In this sense, the Commission is expected to publish a proposal for higher emission standards for combustion engines in the near future. The transition to these new standards was announced in December 2021 as part of the Smart & Sustainable Mobility Strategy:

Flagship Initiative 1:Considerable efforts have been made over the past five years to reduce air pollutant emissions from motor vehicles. Cars sold today emit significantly less pollutants than in 2015. But more can be done: the forthcoming proposal on stricter air pollutant emission standards for combustion engine vehicles (Euro 7) will ensure that only low-emission, future-proof vehicles are put on the market.”

Developments to be expected compared to Euro 6

As a reminder, the overall objective of a possible post-Euro 6 initiative is to improve the current Euro 6 standards on air pollutant emissions from cars, vans, trucks and buses. This was announced by the Commission in a public consultation open between July and November 2021.

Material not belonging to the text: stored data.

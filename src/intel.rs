//! Passive intelligence aggregation.
//!
//! One `NetworkIntelligence` record per MAC, fused from the fingerprinter,
//! distance estimator and stability tracker on every sighting. The three
//! dependencies are mandatory trait objects chosen at construction; neutral
//! implementations exist for callers that want to disable a stage.

use std::collections::{HashMap, HashSet, VecDeque};

use chrono::{DateTime, Utc};
use serde::{Deserialize, Serialize};
use tracing::debug;

use crate::distance::{DistanceEstimate, DistanceEstimator};
use crate::domain::observation::{Band, Observation};
use crate::domain::security::{self, SecurityRating};
use crate::domain::vendor::{VendorInfo, VendorLookup};
use crate::fingerprint::{DeviceCategory, DeviceFingerprinter, Fingerprint};
use crate::stability::{StabilityMetrics, StabilityTracker};
use crate::stats;

/// Signal history retained per record.
pub const MAX_SIGNAL_HISTORY: usize = 100;

/// Co-channel peer count beyond which crowding is noted.
const CHANNEL_CROWDING_LIMIT: usize = 2;

/// Stability-score lead a same-SSID peer needs to mark this device a repeater.
const REPEATER_SCORE_GAP: f64 = 20.0;

const DEFAULT_SSID_MARKERS: &[&str] = &[
    "linksys", "netgear", "dlink", "default", "tp-link", "tplink", "asus", "belkin", "setup",
    "admin",
];

// ---------------------------------------------------------------------------
// Model seams
// ---------------------------------------------------------------------------

/// Distance estimation stage.
pub trait DistanceModel: Send {
    /// Estimate distance for one sighting.
    fn estimate(&mut self, obs: &Observation) -> DistanceEstimate;
    /// Full reset.
    fn clear(&mut self);
}

/// Fingerprinting stage.
pub trait FingerprintModel: Send {
    /// Classify one sighting.
    fn fingerprint(&mut self, obs: &Observation) -> Fingerprint;
    /// Full reset.
    fn clear(&mut self);
}

/// Stability-tracking stage.
pub trait StabilityModel: Send {
    /// Record one sighting and return the updated metrics.
    fn record(&mut self, obs: &Observation) -> StabilityMetrics;
    /// Current stability score for a MAC (50.0 when untracked).
    fn score(&self, mac: &str) -> f64;
    /// Full reset.
    fn clear(&mut self);
}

The general objective is to ensure a high level of environmental and health protection in the EU and the proper functioning of the internal market. The specific objectives are to improve air quality, with a particular focus on urban areas, by reducing emissions of air pollutants from road transport and by setting harmonised rules for vehicles. The operational objectives are to reduce the complexity and costs of complying with existing Euro 6 vehicle emission standards, to provide appropriate and up-to-date limits for all air pollutant emissions and to ensure that new vehicles control their air pollutant emissions throughout their lifetime and under all conditions of use.

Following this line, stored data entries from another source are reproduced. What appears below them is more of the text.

#[cfg(test)]
mod tests {
    use super::*;
    use crate::domain::vendor::{VendorCategory, VendorInfo};
    use chrono::TimeZone;

    fn base_time() -> DateTime<Utc> {
        Utc.with_ymd_and_hms(2025, 6, 1, 12, 0, 0).unwrap()
    }

    fn vendor(name: &str) -> VendorInfo {
        VendorInfo {
            name: name.to_string(),
            prefix: "AA:BB:CC".to_string(),
            confidence: 100.0,
            is_known: !name.is_empty() && name != "Unknown",
            is_locally_administered: false,
            category: VendorCategory::Consumer,
        }
    }

    fn update(mac: &str, ssid: &str, rssi: f64, channel: u16, t: DateTime<Utc>) -> NodeUpdate {
        NodeUpdate {
            mac: mac.to_string(),
            ssid: ssid.to_string(),
            vendor: vendor("Acme"),
            channel,
            band: Band::from_channel(channel),
            rssi_dbm: rssi,
            node_type: DeviceCategory::Router,
            fingerprint_confidence: 75.0,
            distance_m: 5.0,
            timestamp: t,
        }
    }

    fn feed(graph: &mut WorldGraph, mac: &str, ssid: &str, rssi: f64, channel: u16, n: usize) {
        let mut t = base_time();
        for _ in 0..n {
            graph.update_node(update(mac, ssid, rssi, channel, t));
            t += Duration::seconds(5);
        }
    }

    #[test]
    fn update_creates_and_tracks_node() {
        let mut graph = WorldGraph::with_defaults();
        feed(&mut graph, "AA:00:00:00:00:01", "Net", -60.0, 6, 3);
        let node = graph.node("AA:00:00:00:00:01").unwrap();
        assert_eq!(node.rssi_history.len(), 3);
        assert_eq!(node.presence_intervals.len(), 1);
        assert!(node.is_visible);
    }

    #[test]
    fn steady_node_classified_stationary_or_always_on() {
        let mut graph = WorldGraph::with_defaults();
        feed(&mut graph, "AA:00:00:00:00:02", "Net", -60.0, 6, 12);
        let node = graph.node("AA:00:00:00:00:02").unwrap();
        assert!(matches!(
            node.temporal.pattern,
            TemporalPattern::AlwaysOn | TemporalPattern::Stationary
        ));
        assert!(node.temporal.confidence > 0.0);
    }

    #[test]
    fn swinging_signal_is_mobile() {
        let mut graph = WorldGraph::with_defaults();
        let mut t = base_time();
        for i in 0..12 {
            let rssi = if i % 2 == 0 { -40.0 } else { -75.0 };
            graph.update_node(update("AA:00:00:00:00:03", "Net", rssi, 6, t));
            t += Duration::seconds(5);
        }
        let node = graph.node("AA:00:00:00:00:03").unwrap();
        assert_eq!(node.temporal.pattern, TemporalPattern::Mobile);
        assert!(node.movement.speed > 0.0);
    }

    #[test]
    fn rising_signal_is_approaching() {
        let mut graph = WorldGraph::with_defaults();
        let mut t = base_time();
        for i in 0..6 {
            graph.update_node(update(
                "AA:00:00:00:00:04",
                "Net",
                -80.0 + (i as f64) * 6.0,
                6,
                t,
            ));
            t += Duration::seconds(5);
        }
        let node = graph.node("AA:00:00:00:00:04").unwrap();
        assert_eq!(node.movement.direction, MovementDirection::Approaching);
        assert!(node.movement.predicted_rssi > node.rssi_dbm);
    }

    #[test]
    fn same_ssid_edge_built() {
        let mut graph = WorldGraph::with_defaults();
        feed(&mut graph, "AA:00:00:00:00:05", "Shared", -60.0, 1, 3);
        feed(&mut graph, "BB:00:00:00:00:06", "Shared", -65.0, 11, 3);
        graph.compute_relationships(base_time());
        let has_ssid_edge = graph
            .edges()
            .any(|e| e.kind == EdgeKind::SameSsid && e.weight > 0.0);
        assert!(has_ssid_edge);
    }

    #[test]
    fn edge_weight_grows_with_passes() {
        let mut graph = WorldGraph::with_defaults();
        feed(&mut graph, "AA:00:00:00:00:07", "Shared", -60.0, 1, 3);
        feed(&mut graph, "BB:00:00:00:00:08", "Shared", -65.0, 11, 3);
        let mut t = base_time();
        let mut weights = Vec::new();
        for _ in 0..3 {
            graph.compute_relationships(t);
            let edge = graph
                .edges()
                .find(|e| e.kind == EdgeKind::SameSsid)
                .unwrap()
                .clone();
            weights.push(edge.weight);
            t += Duration::seconds(10);
        }
        assert!(weights[0] < weights[1] && weights[1] < weights[2]);
        assert!(weights.iter().all(|w| (0.0..=1.0).contains(w)));
        let edge = graph
            .edges()
            .find(|e| e.kind == EdgeKind::SameSsid)
            .unwrap();
        assert_eq!(edge.observation_count, 3);
    }

    #[test]
    fn co_presence_edge_for_overlapping_nodes() {
        let mut graph = WorldGraph::with_defaults();
        let mut t = base_time();
        for _ in 0..10 {
            graph.update_node(update("AA:00:00:00:00:09", "A", -60.0, 1, t));
            graph.update_node(update("BB:00:00:00:00:0A", "B", -62.0, 11, t));
            t += Duration::seconds(5);
        }
        graph.compute_relationships(t);
        let edge = graph.edges().find(|e| e.kind == EdgeKind::CoPresence);
        assert!(edge.is_some());
        let edge = edge.unwrap();
        assert!(edge.co_presence_ratio >= 0.7);
        assert!((edge.weight - edge.co_presence_ratio).abs() < 1e-9);
    }

    #[test]
    fn mesh_cluster_requires_two_channels() {
        let mut graph = WorldGraph::with_defaults();
        feed(&mut graph, "AA:00:00:00:00:0B", "MeshNet", -60.0, 1, 3);
        feed(&mut graph, "BB:00:00:00:00:0C", "MeshNet", -62.0, 6, 3);
        graph.compute_clusters();
        let cluster = graph.clusters().next().unwrap();
        assert_eq!(cluster.kind, ClusterKind::Mesh);
        assert_eq!(cluster.len(), 2);
        assert_eq!(
            graph.node("AA:00:00:00:00:0B").unwrap().node_type,
            DeviceCategory::MeshNode
        );
    }

    #[test]
    fn single_channel_group_is_not_mesh() {
        let mut graph = WorldGraph::with_defaults();
        feed(&mut graph, "AA:00:00:00:00:0D", "FlatNet", -60.0, 6, 3);
        feed(&mut graph, "BB:00:00:00:00:0E", "FlatNet", -62.0, 6, 3);
        graph.compute_clusters();
        let cluster = graph.clusters().next().unwrap();
        assert_eq!(cluster.kind, ClusterKind::SsidGroup);
    }

    #[test]
    fn home_point_relative_vectors() {
        let mut graph = WorldGraph::with_defaults();
        feed(&mut graph, "AA:00:00:00:00:0F", "Home", -50.0, 6, 3);
        feed(&mut graph, "BB:00:00:00:00:10", "Other", -70.0, 11, 3);

        graph.set_home_point("AA:00:00:00:00:0F").unwrap();
        let home = graph.node("AA:00:00:00:00:0F").unwrap();
        assert_eq!(home.home_relative.distance_m, 0.0);
        let other = graph.node("BB:00:00:00:00:10").unwrap();
        assert!(other.home_relative.distance_m > 0.0);

        graph.clear_home_point();
        let other = graph.node("BB:00:00:00:00:10").unwrap();
        assert_eq!(other.home_relative.distance_m, 0.0);
        assert_eq!(other.home_relative.angle_deg, 0.0);
    }

    #[test]
    fn set_home_point_rejects_unknown_mac() {
        let mut graph = WorldGraph::with_defaults();
        assert!(graph.set_home_point("FF:FF:FF:FF:FF:FF").is_err());
    }

    #[test]
    fn visibility_times_out() {
        let mut graph = WorldGraph::with_defaults();
        feed(&mut graph, "AA:00:00:00:00:11", "Net", -60.0, 6, 2);
        graph.update_visibility(base_time() + Duration::seconds(120));
        assert!(!graph.node("AA:00:00:00:00:11").unwrap().is_visible);
    }

    #[test]
    fn prune_removes_stale_nodes_and_edges() {
        let mut graph = WorldGraph::with_defaults();
        feed(&mut graph, "AA:00:00:00:00:12", "Shared", -60.0, 1, 2);
        feed(&mut graph, "BB:00:00:00:00:13", "Shared", -62.0, 6, 2);
        graph.compute_relationships(base_time());
        assert!(graph.statistics().edge_count > 0);

        let removed = graph.prune_older_than(3600, base_time() + Duration::seconds(7200));
        assert_eq!(removed, 2);
        assert_eq!(graph.statistics().node_count, 0);
        assert_eq!(graph.statistics().edge_count, 0);
    }

    #[test]
    fn clear_zeroes_counts() {
        let mut graph = WorldGraph::with_defaults();
        feed(&mut graph, "AA:00:00:00:00:14", "Net", -60.0, 6, 3);
        graph.compute_relationships(base_time());
        graph.compute_clusters();
        graph.clear();
        let stats = graph.statistics();
        assert_eq!(stats.node_count, 0);
        assert_eq!(stats.edge_count, 0);
        assert_eq!(stats.cluster_count, 0);
    }

    #[test]
    fn congestion_grows_with_co_channel_nodes() {
        let mut graph = WorldGraph::with_defaults();
        for i in 0..6 {
            feed(&mut graph, &format!("AA:00:00:00:00:2{i}"), "N", -60.0, 6, 1);
        }
        // Re-observe the first node so its environment sees the other five
        graph.update_node(update(
            "AA:00:00:00:00:20",
            "N",
            -60.0,
            6,
            base_time() + Duration::seconds(10),
        ));
        let node = graph.node("AA:00:00:00:00:20").unwrap();
        assert!(node.environment.congestion >= 55.0);
        assert!(node.environment.interference > 0.0);
    }
}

The Commission has identified a preliminary set of policy options to achieve the specified objectives. These options have been developed taking into account the input from the Advisory Group on Vehicle Emission Standards (AGVES)[1]:

  • A narrow revision of Euro 6 with a view to simplification and consistency. This option would involve the introduction of a single air pollutant emission standard for cars, LCVs, trucks and buses. It would also involve simplifying the tests.
  • A wider revision of Euro 6 by including stricter air pollutant emission limits for all vehicles. This would involve stricter emission limits or new limits for currently unregulated pollutants (GHGs other than CO2).
  • A complete revision of the Euro 6 standard by introducing real-world emissions monitoring over the lifetime of a vehicle. Air pollutant emissions data collected through on-board monitoring (OBM) would then be used for market surveillance and in-service compliance testing.

Overview of stakeholder positions

At the level of the European Commission, proposals have been made by the CLOVE consortium[2] and presented to AGVES in October 2020. These proposals include new requirements for real-world driving emissions test procedures (RDE for light vehicles and PEMS-ISC for heavy vehicles). Changes to on-road testing are also being discussed. The proposal would essentially aim to impose emissions testing in as many driving situations as possible.

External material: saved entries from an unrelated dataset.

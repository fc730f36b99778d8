//! World-graph node state.
//!
//! A `WorldNode` is the graph-scoped superset of the per-device intelligence
//! record: bounded RSSI/channel histories, coalesced presence intervals, a
//! temporal signature, a movement vector, an environment context and a
//! Home-Point-relative position. Nodes reference edges and clusters only by
//! string id.

use std::collections::VecDeque;

use chrono::{DateTime, Utc};
use serde::{Deserialize, Serialize};

use crate::domain::observation::Band;
use crate::domain::vendor::VendorCategory;
use crate::fingerprint::DeviceCategory;
use crate::stats::RunningStats;

/// RSSI samples retained per node.
pub const MAX_RSSI_HISTORY: usize = 100;

/// Channel changes retained per node.
pub const MAX_CHANNEL_HISTORY: usize = 50;

/// Presence intervals retained per node.
pub const MAX_PRESENCE_INTERVALS: usize = 20;

// ---------------------------------------------------------------------------
// Temporal signature
// ---------------------------------------------------------------------------

/// Classified behavior pattern of a device over time.
#[derive(Debug, Clone, Copy, PartialEq, Eq, Serialize, Deserialize)]
pub enum TemporalPattern {
    /// Present almost continuously with low variance.
    AlwaysOn,
    /// Low variance, no drift.
    Stationary,
    /// High variance or strong drift.
    Mobile,
    /// Short-lived appearance.
    Transient,
    /// Repeatedly appearing and disappearing.
    Sporadic,
    /// Regular on/off sessions.
    Periodic,
    /// Not enough evidence.
    Unknown,
}

impl TemporalPattern {
    /// Label for exports.
    pub fn label(self) -> &'static str {
        match self {
            TemporalPattern::AlwaysOn => "always on",
            TemporalPattern::Stationary => "stationary",
            TemporalPattern::Mobile => "mobile",
            TemporalPattern::Transient => "transient",
            TemporalPattern::Sporadic => "sporadic",
            TemporalPattern::Periodic => "periodic",
            TemporalPattern::Unknown => "unknown",
        }
    }
}

/// Temporal signature of a node.
#[derive(Debug, Clone, Serialize, Deserialize)]
pub struct TemporalSignature {
    /// Classified pattern.
    pub pattern: TemporalPattern,
    /// Classification confidence, 0-95.
    pub confidence: f64,
    /// Fraction of the node's lifetime it was present, 0-1.
    pub presence_ratio: f64,
    /// RSSI variance over the retained history.
    pub variance: f64,
    /// Recent RSSI derivative (dB per sample).
    pub derivative: f64,
    /// Number of distinct presence sessions.
    pub sessions: usize,
}

impl Default for TemporalSignature {
    fn default() -> Self {
        Self {
            pattern: TemporalPattern::Unknown,
            confidence: 0.0,
            presence_ratio: 0.0,
            variance: 0.0,
            derivative: 0.0,
            sessions: 0,
        }
    }
}

// ---------------------------------------------------------------------------
// Movement vector
// ---------------------------------------------------------------------------

/// Radial movement classification.
#[derive(Debug, Clone, Copy, PartialEq, Eq, Serialize, Deserialize)]
pub enum MovementDirection {
    /// Signal rising faster than the gate.
    Approaching,
    /// Signal falling faster than the gate.
    Receding,
    /// Within the gate.
    Holding,
}

impl MovementDirection {
    /// Label for exports.
    pub fn label(self) -> &'static str {
        match self {
            MovementDirection::Approaching => "approaching",
            MovementDirection::Receding => "receding",
            MovementDirection::Holding => "holding",
        }
    }
}

/// EMA-smoothed movement estimate for a node.
#[derive(Debug, Clone, Serialize, Deserialize)]
pub struct MovementVector {
    /// Smoothed speed proxy (scaled |dRSSI/dt|).
    pub speed: f64,
    /// Radial direction.
    pub direction: MovementDirection,
    /// One-step linear RSSI prediction (dBm).
    pub predicted_rssi: f64,
    /// Inference confidence, 0-100.
    pub confidence: f64,
}

impl Default for MovementVector {
    fn default() -> Self {
        Self {
            speed: 0.0,
            direction: MovementDirection::Holding,
            predicted_rssi: 0.0,
            confidence: 0.0,
        }
    }
}

// ---------------------------------------------------------------------------
// Environment context
// ---------------------------------------------------------------------------

/// Global environment classification for a node's surroundings.
#[derive(Debug, Clone, Copy, PartialEq, Eq, Serialize, Deserialize)]
pub enum EnvironmentClass {
    /// Little congestion or interference.
    Quiet,
    /// Nothing stands out.
    Normal,
    /// Crowded channel space.
    Congested,
    /// High interference and congestion.
    Stormy,
    /// Heavy obstruction dominates.
    Shielded,
}

impl EnvironmentClass {
    /// Label for exports.
    pub fn label(self) -> &'static str {
        match self {
            EnvironmentClass::Quiet => "quiet",
            EnvironmentClass::Normal => "normal",
            EnvironmentClass::Congested => "congested",
            EnvironmentClass::Stormy => "stormy",
            EnvironmentClass::Shielded => "shielded",
        }
    }
}

/// RF environment scores for a node.
#[derive(Debug, Clone, Serialize, Deserialize)]
pub struct EnvironmentContext {
    /// Co-channel congestion score, 0-100.
    pub congestion: f64,
    /// Adjacent-channel interference score, 0-100.
    pub interference: f64,
    /// Obstruction density score, 0-100.
    pub wall_density: f64,
    /// Combined classification.
    pub classification: EnvironmentClass,
}

impl Default for EnvironmentContext {
    fn default() -> Self {
        Self {
            congestion: 0.0,
            interference: 0.0,
            wall_density: 0.0,
            classification: EnvironmentClass::Normal,
        }
    }
}

// ---------------------------------------------------------------------------
// Relative position
// ---------------------------------------------------------------------------

/// Position relative to the Home Point, derived from polar estimates.
#[derive(Debug, Clone, Copy, Default, Serialize, Deserialize)]
pub struct RelativeVector {
    /// Distance from the Home Point in meters.
    pub distance_m: f64,
    /// Bearing from the Home Point in degrees.
    pub angle_deg: f64,
    /// Cartesian x component (meters).
    pub x: f64,
    /// Cartesian y component (meters).
    pub y: f64,
}

// ---------------------------------------------------------------------------
// WorldNode
// ---------------------------------------------------------------------------

/// One device in the world graph.
#[derive(Debug, Clone, Serialize, Deserialize)]
pub struct WorldNode {
    /// Hardware address (node id).
    pub mac: String,
    /// Network name; empty when hidden.
    pub ssid: String,
    /// Vendor name.
    pub vendor: String,
    /// Vendor category.
    pub vendor_category: VendorCategory,
    /// Device classification carried over from fingerprinting.
    pub node_type: DeviceCategory,
    /// Fingerprint confidence, 0-99.
    pub fingerprint_confidence: f64,
    /// Current channel.
    pub channel: u16,
    /// Current band.
    pub band: Band,
    /// Latest RSSI in dBm.
    pub rssi_dbm: f64,
    /// Bounded RSSI history with timestamps.
    pub rssi_history: VecDeque<(DateTime<Utc>, f64)>,
    /// Bounded channel-change history.
    pub channel_history: VecDeque<(DateTime<Utc>, u16)>,
    /// Coalesced presence intervals (start, end).
    pub presence_intervals: VecDeque<(DateTime<Utc>, DateTime<Utc>)>,
    /// Lifetime RSSI statistics.
    #[serde(skip)]
    pub lifetime_stats: RunningStats,
    /// First sighting.
    pub first_seen: DateTime<Utc>,
    /// Most recent sighting.
    pub last_seen: DateTime<Utc>,
    /// Whether the node is currently visible.
    pub is_visible: bool,
    /// Temporal signature.
    pub temporal: TemporalSignature,
    /// Movement vector.
    pub movement: MovementVector,
    /// Environment context.
    pub environment: EnvironmentContext,
    /// Overall node confidence, 0-100.
    pub confidence_score: f64,
    /// Cluster membership by id, if any.
    pub cluster_id: Option<String>,
    /// Absolute distance estimate in meters.
    pub distance_m: f64,
    /// Deterministic display bearing in degrees.
    pub angle_deg: f64,
    /// Position relative to the Home Point (zero when none is set).
    pub home_relative: RelativeVector,
    /// Anomalies noted on the most recent update.
    pub anomalies: Vec<String>,
}

impl WorldNode {
    /// Create a node from its first sighting.
    pub fn new(mac: &str, now: DateTime<Utc>) -> Self {
        Self {
            mac: mac.to_string(),
            ssid: String::new(),
            vendor: String::new(),
            vendor_category: VendorCategory::Unknown,
            node_type: DeviceCategory::Unknown,
            fingerprint_confidence: 0.0,
            channel: 0,
            band: Band::Unknown,
            rssi_dbm: -100.0,
            rssi_history: VecDeque::with_capacity(MAX_RSSI_HISTORY),
            channel_history: VecDeque::with_capacity(MAX_CHANNEL_HISTORY),
            presence_intervals: VecDeque::with_capacity(MAX_PRESENCE_INTERVALS),
            lifetime_stats: RunningStats::new(),
            first_seen: now,
            last_seen: now,
            is_visible: true,
            temporal: TemporalSignature::default(),
            movement: MovementVector::default(),
            environment: EnvironmentContext::default(),
            confidence_score: 0.0,
            cluster_id: None,
            distance_m: 0.0,
            angle_deg: deterministic_angle(mac),
            home_relative: RelativeVector::default(),
            anomalies: Vec::new(),
        }
    }

    /// RSSI values in history order.
    pub fn rssi_values(&self) -> Vec<f64> {
        self.rssi_history.iter().map(|(_, v)| *v).collect()
    }

    /// Total observed presence duration in seconds.
    pub fn presence_seconds(&self) -> f64 {
        self.presence_intervals
            .iter()
            .map(|(start, end)| (*end - *start).num_milliseconds() as f64 / 1000.0)
            .sum()
    }

    /// Lifetime span in seconds since first sighting.
    pub fn lifetime_seconds(&self, now: DateTime<Utc>) -> f64 {
        ((now - self.first_seen).num_milliseconds() as f64 / 1000.0).max(0.0)
    }
}

/// Stable display bearing derived from the MAC bytes.
///
/// Purely presentational: spreads devices around the radar without any
/// claim about true direction.
pub fn deterministic_angle(mac: &str) -> f64 {
    let mut acc: u32 = 0;
    for (i, byte) in mac.bytes().enumerate() {
        acc = acc.wrapping_add((byte as u32).wrapping_mul(31 + i as u32));
    }
    (acc % 360) as f64
}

In a position paper published in December 2020, the European Automobile Manufacturers Association (ACEA) criticised the CLOVE proposals. According to the manufacturers, these proposals must not undermine the competitiveness of the automotive industry in Europe and its place as a leading global industry.

In a position paper published in April 2020, the Verband der Automobilindustrie (VDA) also opposes the CLOVE proposals. The VDA believes that principles such as “as clean as possible” and “near-zero emissions under almost all driving conditions” run counter to effective regulation and carry the risk of regulation-induced over-engineering. It proposes to define a top-down impact assessment based on EU air quality objectives as a basis for guiding principles, and to derive cost-effective requirements to achieve the stated objectives for road traffic.


Studies are underway, with scenarios presented for light and heavy vehicles. This should provide additional information for the European Commission’s impact assessment.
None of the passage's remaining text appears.